The right to challenge algorithm-based evidence
Narrowing down these issues and focusing on the context of the criminal proceeding, it is necessary to ensure the rights of the defense. In particular, according to the case-law of the European Court of Human Rights on Article 6§3, the right to confrontation not only requires that defendants should be in a position to challenge the probity and credibility of evidence against them, but that they should also be able to test their truthfulness and reliability (Al-Khawaja and Tahery v UK [GC], ECHR 2011). In criminal investigations, malware is used as a mean of obtaining digital evidence (i.e. algorithm-based evidence). Consequently, the quality of the evidence presented – in terms of accuracy, reliability and legality – is strictly dependent on the quality of the software and techniques used to acquire it. When evidence is gathered through technological means, the defense has the right to check that the investigative operations have been carried in compliance with the relevant provisions and that no further manipulation of data collected has occurred. In the case illustrated above, the defense should be in the position to confront the evidence collected through Exodus and to show that it had been illegally obtained. Nevertheless, in order to do so, it is necessary to comprehend how the software works and how it had been used.

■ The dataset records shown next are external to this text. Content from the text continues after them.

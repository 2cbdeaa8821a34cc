//! # relbox Testkit
//!
//! Test utilities for relbox.
//!
//! This crate provides:
//! - Fixture entities covering every relation kind and stored type
//! - Test stores and scenario helpers
//! - A call counting backend with failure injection
//! - Property-based test generators using proptest
//! - Cross-crate integration checks
//! - Stress testing utilities
//!
//! ## Usage
//!
//! ```rust,ignore
//! use relbox_testkit::prelude::*;
//!
//! #[test]
//! fn test_with_store() {
//!     with_temp_store(|store| {
//!         let author = Author::new("Ada");
//!         store.box_for::<Author>().put(&author).unwrap();
//!     });
//! }
//! ```

#![deny(unsafe_code)]
#![warn(missing_docs)]

pub mod counting;
pub mod entities;
pub mod fixtures;
pub mod generators;
pub mod integration;
pub mod stress;

/// Prelude module for convenient imports
pub mod prelude {
    pub use crate::counting::*;
    pub use crate::entities::*;
    pub use crate::fixtures::*;
    pub use crate::generators::*;
    pub use crate::integration::*;
    pub use crate::stress::*;
}

pub use counting::{CallCounts, CountingBackend};
pub use entities::*;
pub use fixtures::*;
pub use generators::*;
pub use integration::*;
pub use stress::*;
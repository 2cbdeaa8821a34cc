//! Verify command implementation.

use relbox_codec::FlatBufferReader;
use relbox_store::{read_snapshot, Tables};
use std::path::Path;

/// Verification result.
#[derive(Debug)]
pub struct VerifyResult {
    /// Number of records checked.
    pub records_checked: usize,
    /// Number of valid records.
    pub valid_records: usize,
    /// Number of corrupt records.
    pub corrupt_records: usize,
    /// Number of links checked.
    pub links_checked: usize,
    /// List of errors found.
    pub errors: Vec<String>,
}

impl VerifyResult {
    fn new() -> Self {
        Self {
            records_checked: 0,
            valid_records: 0,
            corrupt_records: 0,
            links_checked: 0,
            errors: Vec::new(),
        }
    }

    /// Returns true if nothing was flagged.
    pub fn is_ok(&self) -> bool {
        self.corrupt_records == 0 && self.errors.is_empty()
    }
}

/// Runs the verify command.
pub fn run(path: &Path) -> Result<(), Box<dyn std::error::Error>> {
    println!("Verifying snapshot at {}", path.display());
    println!();

    let tables = read_snapshot(path)?;
    let result = verify_tables(&tables);
    print_result(&result);

    println!();
    if result.is_ok() {
        println!("✓ Snapshot verification passed");
        Ok(())
    } else {
        println!("✗ Snapshot verification failed");
        Err("Verification failed".into())
    }
}

/// Checks every record and link of `tables`.
pub fn verify_tables(tables: &Tables) -> VerifyResult {
    let mut result = VerifyResult::new();

    for (entity_type, table) in &tables.entities {
        for (id, data) in &table.rows {
            result.records_checked += 1;

            if *id == 0 || *id > table.last_id {
                result.errors.push(format!(
                    "Record {entity_type}/{id} outside the id sequence (last id {})",
                    table.last_id
                ));
            }

            match FlatBufferReader::new(data).and_then(|reader| reader.fields()) {
                Ok(_) => result.valid_records += 1,
                Err(e) => {
                    result
                        .errors
                        .push(format!("Malformed record {entity_type}/{id}: {e}"));
                    result.corrupt_records += 1;
                }
            }
        }
    }

    for (relation, links) in &tables.links {
        for &(source, target) in links {
            result.links_checked += 1;
            if source == 0 || target == 0 {
                result.errors.push(format!(
                    "Link {source} -> {target} in relation {relation} uses id 0"
                ));
            }
        }
    }

    result
}

fn print_result(result: &VerifyResult) {
    println!(
        "  Records checked: {}, valid: {}, corrupt: {}",
        result.records_checked, result.valid_records, result.corrupt_records
    );
    println!("  Links checked: {}", result.links_checked);
    for error in &result.errors {
        println!("    ERROR: {error}");
    }
}

#[cfg(test)]
mod tests {
    use super::*;
    use bytes::Bytes;
    use relbox_codec::{property_slot, FlatBufferBuilder};
    use relbox_store::EntityTable;

    fn record(id: u64) -> Bytes {
        let mut builder = FlatBufferBuilder::new();
        builder.collect(id, property_slot(1)).unwrap();
        builder.finish().unwrap()
    }

    #[test]
    fn well_formed_tables_pass() {
        let mut tables = Tables::default();
        let mut table = EntityTable {
            last_id: 2,
            ..Default::default()
        };
        table.rows.insert(1, record(1));
        table.rows.insert(2, record(2));
        tables.entities.insert(1, table);
        tables.links.entry(1).or_default().insert((1, 2));

        let result = verify_tables(&tables);
        assert!(result.is_ok(), "{:?}", result.errors);
        assert_eq!(result.valid_records, 2);
        assert_eq!(result.links_checked, 1);
    }

    #[test]
    fn broken_records_and_links_are_reported() {
        let mut tables = Tables::default();
        let mut table = EntityTable {
            last_id: 1,
            ..Default::default()
        };
        table.rows.insert(1, Bytes::from_static(&[0xFF; 3]));
        table.rows.insert(5, record(5));
        tables.entities.insert(4, table);
        tables.links.entry(2).or_default().insert((0, 9));

        let result = verify_tables(&tables);
        assert!(!result.is_ok());
        assert_eq!(result.corrupt_records, 1);
        assert_eq!(result.valid_records, 1);
        assert_eq!(result.errors.len(), 3);
    }
}
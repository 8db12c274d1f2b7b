use std::collections::HashSet;
use std::fs;
use std::path::Path;

use anyhow::{Context, Result, anyhow, bail};
use serde::{Deserialize, Serialize};
use serde_json::Value;

use crate::util::sha256_hex;

#[derive(Debug, Clone, Deserialize)]
pub struct TranslationDocument {
    pub data: TranslationData,
}

/// Surahs stay untyped until they are written, so a malformed record fails
/// inside the update transaction instead of at load time.
#[derive(Debug, Clone, Deserialize)]
pub struct TranslationData {
    pub surahs: Vec<Value>,
}

/// A single verse. `number` is global across the whole document, not per surah.
#[derive(Debug, Clone, Copy, PartialEq, Eq)]
pub struct Verse<'a> {
    pub number: i64,
    pub text: &'a str,
}

impl TranslationDocument {
    pub fn verses<'a>(&'a self) -> impl Iterator<Item = Result<Verse<'a>>> + 'a {
        self.data
            .surahs
            .iter()
            .enumerate()
            .flat_map(|(surah_index, surah)| {
                let verses: Box<dyn Iterator<Item = Result<Verse<'a>>> + 'a> =
                    match surah.get("ayahs").and_then(Value::as_array) {
                        Some(ayahs) => Box::new(ayahs.iter().enumerate().map(
                            move |(ayah_index, ayah)| {
                                parse_verse(ayah).with_context(|| {
                                    format!("surah {} ayah {}", surah_index + 1, ayah_index + 1)
                                })
                            },
                        )),
                        None => Box::new(std::iter::once(Err(anyhow!(
                            "surah {} has no ayahs array",
                            surah_index + 1
                        )))),
                    };
                verses
            })
    }

    pub fn surah_count(&self) -> usize {
        self.data.surahs.len()
    }

    pub fn verse_count(&self) -> usize {
        self.data
            .surahs
            .iter()
            .filter_map(|surah| surah.get("ayahs").and_then(Value::as_array))
            .map(Vec::len)
            .sum()
    }

    /// Numbers that occur more than once among well-formed verses.
    ///
    /// `load_document` rejects any document where this is non-empty: a
    /// repeated number would make the stored text depend on record order.
    pub fn duplicate_ids(&self) -> Vec<i64> {
        let mut seen = HashSet::new();
        let mut duplicates = Vec::new();
        for verse in self.verses().filter_map(Result::ok) {
            if !seen.insert(verse.number) && !duplicates.contains(&verse.number) {
                duplicates.push(verse.number);
            }
        }
        duplicates
    }
}

fn parse_verse(ayah: &Value) -> Result<Verse<'_>> {
    let number = ayah
        .get("number")
        .context("missing number")?
        .as_i64()
        .context("number is not an integer")?;
    let text = ayah
        .get("text")
        .context("missing text")?
        .as_str()
        .context("text is not a string")?;
    Ok(Verse { number, text })
}

/// A parsed document together with the digest of the bytes it was parsed from.
#[derive(Debug, Clone)]
pub struct LoadedDocument {
    pub document: TranslationDocument,
    pub sha256: String,
}

pub fn load_document(path: &Path) -> Result<LoadedDocument> {
    let raw = fs::read(path).with_context(|| format!("failed to read {}", path.display()))?;
    let document: TranslationDocument = serde_json::from_slice(&raw)
        .with_context(|| format!("failed to parse {}", path.display()))?;

    let duplicates = document.duplicate_ids();
    if !duplicates.is_empty() {
        bail!(
            "{} repeats verse numbers {:?}; numbers must be unique across surahs",
            path.display(),
            duplicates
        );
    }

    Ok(LoadedDocument {
        document,
        sha256: sha256_hex(&raw),
    })
}

#[derive(Debug, Clone, Serialize)]
pub struct UpdateTarget {
    pub table: String,
    pub id_column: String,
    pub text_column: String,
}

#[derive(Debug, Clone, Serialize)]
pub struct UpdateCounts {
    pub surah_count: usize,
    pub verse_count: usize,
    pub verses_written: usize,
    pub rows_changed: usize,
    pub unmatched_count: usize,
}

#[derive(Debug, Clone, Serialize)]
pub struct UpdateRunManifest {
    pub manifest_version: u32,
    pub run_id: String,
    pub status: String,
    pub started_at: String,
    pub updated_at: String,
    pub source_path: String,
    pub source_sha256: String,
    pub db_path: String,
    pub strict: bool,
    pub target: UpdateTarget,
    pub counts: UpdateCounts,
    pub unmatched_ids: Vec<i64>,
    pub failure_reason: Option<String>,
}

#[cfg(test)]
mod tests {
    use super::*;

    const SAMPLE: &str = r#"
    {
      "code": 200,
      "data": {
        "edition": { "identifier": "en.sahih" },
        "surahs": [
          {
            "number": 1,
            "name": "Al-Fatiha",
            "ayahs": [
              { "number": 1, "text": "A", "numberInSurah": 1, "juz": 1 },
              { "number": 2, "text": "B", "numberInSurah": 2, "juz": 1 }
            ]
          },
          { "number": 2, "ayahs": [ { "number": 3, "text": "C" } ] }
        ]
      }
    }
    "#;

    #[test]
    fn document_ignores_extra_fields_and_flattens_in_order() {
        let document: TranslationDocument =
            serde_json::from_str(SAMPLE).expect("sample should deserialize");

        let flattened = document
            .verses()
            .map(|verse| verse.map(|verse| (verse.number, verse.text)))
            .collect::<Result<Vec<_>>>()
            .expect("all verses well-formed");
        assert_eq!(flattened, vec![(1, "A"), (2, "B"), (3, "C")]);
        assert_eq!(document.verse_count(), 3);
        assert!(document.duplicate_ids().is_empty());
    }

    #[test]
    fn verse_count_ignores_chapter_boundaries_and_empty_chapters() {
        let raw = r#"{"data":{"surahs":[
            {"ayahs":[]},
            {"ayahs":[{"number":10,"text":"x"}]},
            {"ayahs":[{"number":11,"text":"y"},{"number":12,"text":"z"},{"number":13,"text":"w"}]}
        ]}}"#;
        let document: TranslationDocument = serde_json::from_str(raw).expect("valid document");
        assert_eq!(document.verse_count(), 4);
        assert_eq!(document.verses().count(), 4);
    }

    #[test]
    fn duplicate_ids_are_detected_across_surahs() {
        let raw = r#"{"data":{"surahs":[
            {"ayahs":[{"number":1,"text":"a"},{"number":2,"text":"b"}]},
            {"ayahs":[{"number":2,"text":"c"},{"number":2,"text":"d"}]}
        ]}}"#;
        let document: TranslationDocument = serde_json::from_str(raw).expect("valid document");
        assert_eq!(document.duplicate_ids(), vec![2]);
    }

    #[test]
    fn malformed_records_surface_while_iterating() {
        let raw = r#"{"data":{"surahs":[
            {"ayahs":[{"number":1,"text":"A"},{"number":2}]},
            {"name":"no ayahs"},
            {"ayahs":[{"number":"3","text":"C"}]}
        ]}}"#;
        let document: TranslationDocument = serde_json::from_str(raw).expect("top level is valid");

        let verses = document.verses().collect::<Vec<_>>();
        assert_eq!(verses.len(), 4);
        assert_eq!(
            *verses[0].as_ref().expect("first verse is valid"),
            Verse { number: 1, text: "A" }
        );

        let messages = verses[1..]
            .iter()
            .map(|verse| format!("{:#}", verse.as_ref().expect_err("malformed")))
            .collect::<Vec<_>>();
        assert_eq!(messages[0], "surah 1 ayah 2: missing text");
        assert_eq!(messages[1], "surah 2 has no ayahs array");
        assert_eq!(messages[2], "surah 3 ayah 1: number is not an integer");
        assert_eq!(document.verse_count(), 3);
    }

    #[test]
    fn load_document_rejects_wrong_shape_and_duplicates() {
        let dir = tempfile::tempdir().expect("tempdir");

        let no_surahs = dir.path().join("no_surahs.json");
        fs::write(&no_surahs, r#"{"data":{"edition":{}}}"#).expect("write fixture");
        let err = load_document(&no_surahs).expect_err("missing surahs must fail");
        assert!(err.to_string().contains("failed to parse"));

        let missing_text = dir.path().join("missing_text.json");
        fs::write(&missing_text, r#"{"data":{"surahs":[{"ayahs":[{"number":1}]}]}}"#)
            .expect("write fixture");
        let loaded = load_document(&missing_text).expect("record errors are deferred");
        assert_eq!(loaded.document.verse_count(), 1);

        let duplicated = dir.path().join("duplicated.json");
        fs::write(
            &duplicated,
            r#"{"data":{"surahs":[{"ayahs":[{"number":1,"text":"a"}]},{"ayahs":[{"number":1,"text":"b"}]}]}}"#,
        )
        .expect("write fixture");
        let err = load_document(&duplicated).expect_err("duplicates must fail");
        assert!(err.to_string().contains("repeats verse numbers"));

        let valid = dir.path().join("valid.json");
        fs::write(&valid, SAMPLE).expect("write fixture");
        let loaded = load_document(&valid).expect("valid document loads");
        assert_eq!(loaded.document.verse_count(), 3);
        assert_eq!(loaded.sha256.len(), 64);

        let absent = dir.path().join("absent.json");
        let err = load_document(&absent).expect_err("absent file must fail");
        assert!(err.to_string().contains("failed to read"));
    }
}
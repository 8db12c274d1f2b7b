pub mod status;
pub mod update;
pub mod verify;
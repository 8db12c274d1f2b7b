use anyhow::Result;
use rusqlite::Connection;
use tracing::{info, warn};

use crate::cli::StatusArgs;
use crate::store::{TargetColumn, count_filled, count_rows, ensure_target_columns, open_read_only};

#[derive(Debug, Clone, Copy, PartialEq, Eq)]
struct StoreSummary {
    rows: i64,
    filled: i64,
}

pub fn run(args: StatusArgs) -> Result<()> {
    let target = args.target.to_target()?;

    info!(path = %args.db_path.display(), "status requested");

    if !args.db_path.exists() {
        warn!(path = %args.db_path.display(), "database file missing");
        return Ok(());
    }

    let connection = open_read_only(&args.db_path)?;
    ensure_target_columns(&connection, &target)?;
    let summary = summarize(&connection, &target)?;

    info!(
        table = target.table(),
        column = target.text_column(),
        rows = summary.rows,
        filled = summary.filled,
        "database status"
    );
    println!(
        "{}: {} of {} rows have {}",
        target.table(),
        summary.filled,
        summary.rows,
        target.text_column()
    );

    Ok(())
}

fn summarize(connection: &Connection, target: &TargetColumn) -> Result<StoreSummary> {
    Ok(StoreSummary {
        rows: count_rows(connection, target)?,
        filled: count_filled(connection, target)?,
    })
}
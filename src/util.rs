use std::fs::{self, File};
use std::io::Write;
use std::path::Path;

use anyhow::{Context, Result};
use chrono::{DateTime, SecondsFormat, Utc};
use serde::Serialize;
use sha2::{Digest, Sha256};

pub fn now_utc_string() -> String {
    Utc::now().to_rfc3339_opts(SecondsFormat::Secs, true)
}

pub fn utc_compact_string(ts: DateTime<Utc>) -> String {
    ts.format("%Y%m%dT%H%M%SZ").to_string()
}

pub fn sha256_hex(bytes: &[u8]) -> String {
    format!("{:x}", Sha256::digest(bytes))
}

pub fn write_json_pretty<T: Serialize>(path: &Path, value: &T) -> Result<()> {
    if let Some(parent) = path.parent().filter(|parent| !parent.as_os_str().is_empty()) {
        fs::create_dir_all(parent)
            .with_context(|| format!("failed to create directory: {}", parent.display()))?;
    }

    let data = serde_json::to_vec_pretty(value)
        .with_context(|| format!("failed to serialize json: {}", path.display()))?;

    let mut file = File::create(path)
        .with_context(|| format!("failed to create json file: {}", path.display()))?;
    file.write_all(&data)
        .with_context(|| format!("failed to write json file: {}", path.display()))?;
    file.write_all(b"\n")
        .with_context(|| format!("failed to finalize json file: {}", path.display()))?;

    Ok(())
}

The ‘knowledge problem’ of algorithmic opacity
In this field, however, legal professionals are confronted with a ‘knowledge problem’. The technological tools of interest are not only concealed in secrecy and opacity, but lack specific procedural safeguards at the same time, which generally hinders understanding how their output has been generated. In this sense, opacity can stem from barriers to accessing and understanding the relevant information that is required to comprehend how the output (i.e. the evidence) has been generated. Access to information can be impeded by proprietary protection, state or corporate secrecy or privacy rights. As to the possibility to understand the information, this option can be hampered by the lack of technical literacy and the lack of interpretability of the system (see Burrell 2016). In an expert interview conducted for the study “Legal Framework for Hacking by Law Enforcement”, Giovanni Ziccardi raised concerns on the de facto inability to challenge the instruments by legal professionals, due to their lack of adequate knowledge. Without knowing the object of the scrutiny, it is not possible to challenge its reliability, accuracy and legality. In this sense, it is the role of procedural justice to provide legal remedies to compensate this knowledge gap (e.g. access to source code, written answers about how the machine works, cross-examination of who used the software, access to the necessary documentation regarding how the machine is functioning, testimony from the programmers of machines performing forensic analyses). In the absence of specific procedural safeguards for oversight and supervision ex post, the opacity surrounding this type of software represents an obstacle and a possible violation of the rights of the defense.
Francesca Palmiotto is a PhD researcher at the Law Department of the European University Institute of Florence. My research focuses on the impact of technological changes on criminal procedural law.